Getting the LED in: Choosing the right fixture can have a huge energy impact

Aug. 10, 2015
In this installment of What Works, switching to LED lighting nets a Massachusetts manufacturer an incredible 75% savings on electricity.

Atlas Box & Crating Co.'s Sutton, MA, headquarters facility was not even three years old when facility directors began contemplating the drastic move of overhauling the plant's lighting system.

It wasn't a situation in which Atlas Box's energy-conscious managers had expected to find themselves. The company produces protective packing materials such as corrugated-cardboard boxes, wood crates, and foam packaging at its seven facilities worldwide, and it had installed what it determined were the "most efficient, latest-and-greatest" light fixtures during the Sutton plant's construction, says Atlas Box global process engineer Frank Tavares. "We thought we were doing pretty good," Tavares recalls.

So why consider scrapping lighting that was working perfectly well? In a word: data. An audit of the plant's electricity use in 2012 revealed that lighting, rather than production equipment, accounted for the largest share of the facility's electrical costs.

The T5 and T8 fluorescent lighting tubes in place consumed more than 1.3 million kilowatts per year, and Atlas Box determined that adjusting the facility's use of the existing lights would yield only limited cost savings. "We started looking at, 'What else is available?' " Tavares says.

LED lighting, just beginning to emerge as an industrial lighting option, came onto Atlas Box's radar. The problem with LED, according to Tavares, was that it sounded too good to be true. "Estimates were coming in at about a 50% kilowatt reduction," he says. "It was a little hard to believe the savings."

What finally sold Atlas Box on making the switch was a presentation demonstrating a software system integrated with LED fixtures that would give the Sutton plant greater control over—and a better real-time view of—its lighting use. The plant hadn't used such a control system for lighting before, and the chance to reap savings by being able to dim lights based on occupancy and adjust lighting levels remotely held strong appeal.

The integrated LED lighting system from Digital Lumens promised "a lot more savings than just switching the lights" would have produced, Tavares says. There were potential safety benefits, too, to remote lighting control. Once lighting parameters are set, with individual light fixtures or groups of fixtures programmed to be active or inactive for specified times, "You'll never go up on a ladder or lift to change those settings," Tavares says. "You can change them on the fly, remotely."

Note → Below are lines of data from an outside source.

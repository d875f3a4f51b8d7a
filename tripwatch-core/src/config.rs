//! Client connection settings.

use std::time::Duration;

use serde::{Deserialize, Serialize};
use url::Url;

use crate::error::TripwatchError;

/// Settings for reaching the Tripwatch backend.
#[derive(Debug, Clone, PartialEq, Eq, Serialize, Deserialize)]
pub struct ClientConfig {
    /// Root URL of the backend; endpoint paths are joined onto it.
    #[serde(default = "default_base_url")]
    pub base_url: String,

    /// Upper bound for a single HTTP call, in seconds.
    #[serde(default = "default_request_timeout_secs")]
    pub request_timeout_secs: u64,
}

fn default_base_url() -> String {
    "http://localhost:8080".to_string()
}

fn default_request_timeout_secs() -> u64 {
    30
}

impl Default for ClientConfig {
    fn default() -> Self {
        Self {
            base_url: default_base_url(),
            request_timeout_secs: default_request_timeout_secs(),
        }
    }
}

impl ClientConfig {
    pub fn new(base_url: impl Into<String>) -> Self {
        Self {
            base_url: base_url.into(),
            ..Self::default()
        }
    }

    pub fn with_timeout(mut self, timeout: Duration) -> Self {
        self.request_timeout_secs = timeout.as_secs().max(1);
        self
    }

    /// Per-call timeout, never shorter than one second.
    pub fn request_timeout(&self) -> Duration {
        Duration::from_secs(self.request_timeout_secs.max(1))
    }

    /// Parse [`base_url`](Self::base_url).
    pub fn parsed_base_url(&self) -> Result<Url, TripwatchError> {
        let url = Url::parse(&self.base_url).map_err(|e| TripwatchError::Config {
            message: format!("invalid base URL {:?}: {}", self.base_url, e),
        })?;

        if url.cannot_be_a_base() || !matches!(url.scheme(), "http" | "https") {
            return Err(TripwatchError::Config {
                message: format!("base URL must be http(s): {:?}", self.base_url),
            });
        }

        Ok(url)
    }
}

#[cfg(test)]
mod tests {
    use super::*;

    #[test]
    fn test_defaults() {
        let config = ClientConfig::default();
        assert_eq!(config.base_url, "http://localhost:8080");
        assert_eq!(config.request_timeout(), Duration::from_secs(30));
    }

    #[test]
    fn test_partial_deserialize_fills_defaults() {
        let config: ClientConfig =
            serde_json::from_str(r#"{"base_url":"https://api.example.com"}"#).unwrap();
        assert_eq!(config.base_url, "https://api.example.com");
        assert_eq!(config.request_timeout_secs, 30);
    }

    #[test]
    fn test_parsed_base_url_rejects_bad_values() {
        assert!(ClientConfig::new("https://api.example.com").parsed_base_url().is_ok());
        assert!(ClientConfig::new("not a url").parsed_base_url().is_err());
        assert!(ClientConfig::new("ftp://example.com").parsed_base_url().is_err());
        assert!(ClientConfig::new("mailto:someone@example.com").parsed_base_url().is_err());
    }

    #[test]
    fn test_with_timeout_floor() {
        let config = ClientConfig::default().with_timeout(Duration::from_millis(10));
        assert_eq!(config.request_timeout_secs, 1);
    }

    #[test]
    fn test_zero_timeout_from_file_is_floored() {
        let config: ClientConfig = serde_json::from_str(r#"{"request_timeout_secs":0}"#).unwrap();
        assert_eq!(config.request_timeout(), Duration::from_secs(1));
    }
}
//! OS keyring-backed secret storage implementation.

use async_trait::async_trait;
use keyring::Entry;

use super::{Secret, SecretStore, StoreError};

/// OS keyring-backed secret store.
///
/// Uses the platform's native keyring service (Keychain, Secret Service,
/// Credential Manager). Each key maps to the keyring service
/// `{service_name}/{key}` with a fixed user name.
pub struct KeyringStore {
    service_name: String,
}

const KEYRING_USER: &str = "tripwatch";

impl KeyringStore {
    /// Try to create a new keyring store.
    ///
    /// Returns an error if the keyring backend is not available on this platform.
    pub fn try_new(service_name: &str) -> Result<Self, StoreError> {
        let probe = format!("{}/__probe__", service_name);
        match Entry::new(&probe, KEYRING_USER) {
            Ok(_) => Ok(Self {
                service_name: service_name.to_string(),
            }),
            Err(e) => Err(StoreError::KeyringUnavailable {
                message: format!("keyring backend not available: {}", e),
            }),
        }
    }

    fn create_entry(&self, key: &str) -> Result<Entry, StoreError> {
        let service = format!("{}/{}", self.service_name, key);
        Entry::new(&service, KEYRING_USER).map_err(|e| StoreError::BackendError {
            message: format!("failed to create keyring entry: {}", e),
        })
    }
}

impl std::fmt::Debug for KeyringStore {
    fn fmt(&self, f: &mut std::fmt::Formatter<'_>) -> std::fmt::Result {
        f.debug_struct("KeyringStore")
            .field("service_name", &self.service_name)
            .finish()
    }
}

#[async_trait]
impl SecretStore for KeyringStore {
    async fn get(&self, key: &str) -> Result<Option<Secret>, StoreError> {
        let entry = self.create_entry(key)?;

        match entry.get_password() {
            Ok(password) => Ok(Some(Secret::new(password))),
            Err(keyring::Error::NoEntry) => Ok(None),
            Err(keyring::Error::PlatformFailure(e)) => Err(StoreError::BackendError {
                message: format!("platform keyring failure: {}", e),
            }),
            Err(e) => Err(StoreError::BackendError {
                message: format!("keyring error: {}", e),
            }),
        }
    }

    async fn set(&self, key: &str, secret: &Secret) -> Result<(), StoreError> {
        self.create_entry(key)?
            .set_password(secret.expose())
            .map_err(|e| StoreError::BackendError {
                message: format!("failed to set keyring password: {}", e),
            })
    }

    async fn delete(&self, key: &str) -> Result<(), StoreError> {
        match self.create_entry(key)?.delete_credential() {
            Ok(()) | Err(keyring::Error::NoEntry) => Ok(()),
            Err(e) => Err(StoreError::BackendError {
                message: format!("failed to delete keyring entry: {}", e),
            }),
        }
    }
}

Sealing the deal on the Digital Lumens system was a "very, very good warranty," Tavares states. Knowing the facility would be a relatively early adopter of LED lighting on a large industrial scale, "we wanted to make sure that we had a good warranty behind it in case we had a lot of failures," he explains.

Installation of the new LED lighting in 362 fixtures in the 229,000-square-foot facility took about a month and was completed in February 2013. A year later, Atlas Box had recouped its half-million-dollar investment. Electricity use dropped from 1.3 million to 270,000 kilowatt hours, and today the plant has realized electricity savings of 75%–80%.

The new fixtures' greater energy efficiency isn't the only cost-saving benefit of the software-enhanced LED system, either. Sensors on the lights help Atlas Box track occupancy within the Sutton facility, and by trending and mapping that data, Atlas Box was able to identify how improved layout of storage aisles could help optimize the efficiency of the picking process. Rearranging products within storage aisles has resulted in a time savings of one hour per shift. 

Atlas Box's switch to LED lighting at the Sutton plant has proved so successful that the company is looking seriously at making the same move at its facilities in North Carolina and Ireland in the next 12 to 24 months. Tavares says his only regret is not pulling the plug on traditional fluorescent lights sooner.

"It was hard to believe the numbers, and that's why it took eight to nine months to agree to do this," he says. "That was almost a full year that we could have gotten benefits from it." Tavares' advice for a plant considering a similar move to LED? Do your homework, but don't hesitate. "I would say (in) any facility, especially if they use old metal light fixtures, which are relatively expensive to run, these projects pay for themselves extremely quickly," he says.